I’m A Luciani
When my mom was born her last name was Luciani. Her grandfather immigrated from Italy at the end of the 19th century and bought a 100-acre farm in southern Connecticut. On October 14, 1916 his first daughter was born — Rose Luciani. 100 years later I spoke with her in a nursing home while she was suffering from dementia. In her words, she was “100% dead.” It’s not every day we get to speak with someone who considers themselves dead, so I took careful notice of the conversation.

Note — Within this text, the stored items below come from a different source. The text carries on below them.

use serde::Serialize;

use course_core::CourseProgressView;
use course_core::model::{Course, Enrollment, Lesson};

/// Everything a caller needs to render a course for one user: the
/// hierarchy, the membership record, derived completion metrics, and the
/// lesson to resume at.
///
/// Returned by both the read path and the completion path so the front end
/// never has to stitch a view together from separate calls.
#[derive(Debug, Clone, PartialEq, Serialize)]
pub struct CourseView {
    pub course: Course,
    pub enrollment: Enrollment,
    pub progress: CourseProgressView,
    pub current_lesson: Option<Lesson>,
}

impl CourseView {
    /// Convenience for callers that only care about the resume target id.
    #[must_use]
    pub fn current_lesson_id(&self) -> Option<course_core::model::LessonId> {
        self.current_lesson.as_ref().map(Lesson::id)
    }
}

//
// ─── TESTS ─────────────────────────────────────────────────────────────────────
//
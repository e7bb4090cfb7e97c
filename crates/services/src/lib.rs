#![forbid(unsafe_code)]

pub mod app_services;
pub mod error;
pub mod progress_service;
pub mod view;

pub use course_core::Clock;

pub use app_services::AppServices;
pub use error::{AppServicesError, ProgressServiceError};
pub use progress_service::ProgressService;
pub use view::CourseView;
use chrono::{DateTime, Utc};
use course_core::model::{CourseId, Enrollment, EnrollmentStatus, LessonProgress, UserId};
use sqlx::{Row, Sqlite, Transaction};

use super::SqliteRepository;
use super::mapping::{id_i64, map_enrollment_row, parse_status, ser};
use super::progress_repo::upsert_progress_tx;
use crate::repository::{CompletionPersistence, EnrollmentRepository, StorageError};

#[async_trait::async_trait]
impl EnrollmentRepository for SqliteRepository {
    async fn enroll(
        &self,
        user_id: UserId,
        course_id: CourseId,
        at: DateTime<Utc>,
    ) -> Result<Enrollment, StorageError> {
        if self.get_enrollment(user_id, course_id).await?.is_some() {
            return Err(StorageError::Conflict);
        }

        let enrollment = Enrollment::new(user_id, course_id, at);
        sqlx::query(
            r"
            INSERT INTO enrollments (user_id, course_id, status, created_at, updated_at)
            VALUES (?1, ?2, ?3, ?4, ?5)
            ",
        )
        .bind(user_id.to_string())
        .bind(id_i64("course_id", course_id.value())?)
        .bind(enrollment.status().as_str())
        .bind(enrollment.created_at())
        .bind(enrollment.updated_at())
        .execute(&self.pool)
        .await
        .map_err(|e| StorageError::Connection(e.to_string()))?;

        Ok(enrollment)
    }

    async fn get_enrollment(
        &self,
        user_id: UserId,
        course_id: CourseId,
    ) -> Result<Option<Enrollment>, StorageError> {
        let row = sqlx::query(
            r"
            SELECT user_id, course_id, status, created_at, updated_at
            FROM enrollments
            WHERE user_id = ?1 AND course_id = ?2
            ",
        )
        .bind(user_id.to_string())
        .bind(id_i64("course_id", course_id.value())?)
        .fetch_optional(&self.pool)
        .await
        .map_err(|e| StorageError::Connection(e.to_string()))?;

        match row {
            Some(row) => map_enrollment_row(&row).map(Some),
            None => Ok(None),
        }
    }

    async fn set_status(
        &self,
        user_id: UserId,
        course_id: CourseId,
        status: EnrollmentStatus,
        at: DateTime<Utc>,
    ) -> Result<(), StorageError> {
        let mut tx = self
            .pool
            .begin()
            .await
            .map_err(|e| StorageError::Connection(e.to_string()))?;

        set_status_tx(&mut tx, user_id, course_id, status, at).await?;

        tx.commit()
            .await
            .map_err(|e| StorageError::Connection(e.to_string()))
    }
}

/// Writes a derived status inside an open transaction.
///
/// An unchanged status is a no-op, and a `completed` enrollment is never
/// downgraded: a stale recompute may lag the true aggregate but must not
/// move status backward.
pub(super) async fn set_status_tx(
    tx: &mut Transaction<'_, Sqlite>,
    user_id: UserId,
    course_id: CourseId,
    status: EnrollmentStatus,
    at: DateTime<Utc>,
) -> Result<(), StorageError> {
    let course = id_i64("course_id", course_id.value())?;

    let row = sqlx::query(
        "SELECT status FROM enrollments WHERE user_id = ?1 AND course_id = ?2",
    )
    .bind(user_id.to_string())
    .bind(course)
    .fetch_optional(&mut **tx)
    .await
    .map_err(|e| StorageError::Connection(e.to_string()))?
    .ok_or(StorageError::NotFound)?;

    let current = parse_status(row.try_get::<String, _>("status").map_err(ser)?.as_str())?;
    if current == status {
        return Ok(());
    }
    if current == EnrollmentStatus::Completed && status != EnrollmentStatus::Completed {
        tracing::warn!(
            user = %user_id,
            course = %course_id,
            requested = status.as_str(),
            "refusing to downgrade a completed enrollment"
        );
        return Ok(());
    }

    sqlx::query(
        r"
        UPDATE enrollments
        SET status = ?3, updated_at = ?4
        WHERE user_id = ?1 AND course_id = ?2
        ",
    )
    .bind(user_id.to_string())
    .bind(course)
    .bind(status.as_str())
    .bind(at)
    .execute(&mut **tx)
    .await
    .map_err(|e| StorageError::Connection(e.to_string()))?;

    tracing::info!(
        user = %user_id,
        course = %course_id,
        from = current.as_str(),
        to = status.as_str(),
        "enrollment status changed"
    );

    Ok(())
}

#[async_trait::async_trait]
impl CompletionPersistence for SqliteRepository {
    async fn record_completion(
        &self,
        course_id: CourseId,
        row: &LessonProgress,
        status: EnrollmentStatus,
    ) -> Result<LessonProgress, StorageError> {
        let mut tx = self
            .pool
            .begin()
            .await
            .map_err(|e| StorageError::Connection(e.to_string()))?;

        let stored = upsert_progress_tx(&mut tx, row).await?;
        set_status_tx(&mut tx, row.user_id(), course_id, status, stored.completed_at()).await?;

        tx.commit()
            .await
            .map_err(|e| StorageError::Connection(e.to_string()))?;

        tracing::debug!(
            user = %row.user_id(),
            lesson = %row.lesson_id(),
            course = %course_id,
            "recorded lesson completion"
        );

        Ok(stored)
    }
}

The truth is that during the 27 years our lives have overlapped, I don’t remember ever having a real conversation with Rose (even though she lived up the street from me when I was a kid). When I search my memory, I can find only a few still photos of her from the 1990s.
In one of these snapshots she’s opening her front door after I’d knocked on it from behind the mask of a Halloween costume. Her hair is blonde and short and neatly arranged in waves around her head. The golden light and warm air from her kitchen is escaping into the twilight.
Another set of images shows her barefoot along the old curved street that eventually funnels down to the house where I grew up. In this memory I’m riding in the passenger seat as my mom slows her SUV and calls out: “Hi, Aunt Rose.”
A woman of more than 80 at that point, Rose straightens up, takes her hands from the dirt of her garden, and walks toward the driver-side window.
From the passenger seat, I observe this old lady (linked to me through genealogy the way two tree branches share a common trunk) as she leans against the car with the dirt-stained hands of a farmer. In both memories she’s wearing a pink shirt, and I always remember thinking it matched perfectly with her name.
Last week, as I’m driving to Connecticut for Thanksgiving, I’m listening to one of my favorite podcasts. It’s hosted by an entrepreneur who fields questions from his social media followers, answering them in terms general enough that many non-businesspeople also find inspiration in his words.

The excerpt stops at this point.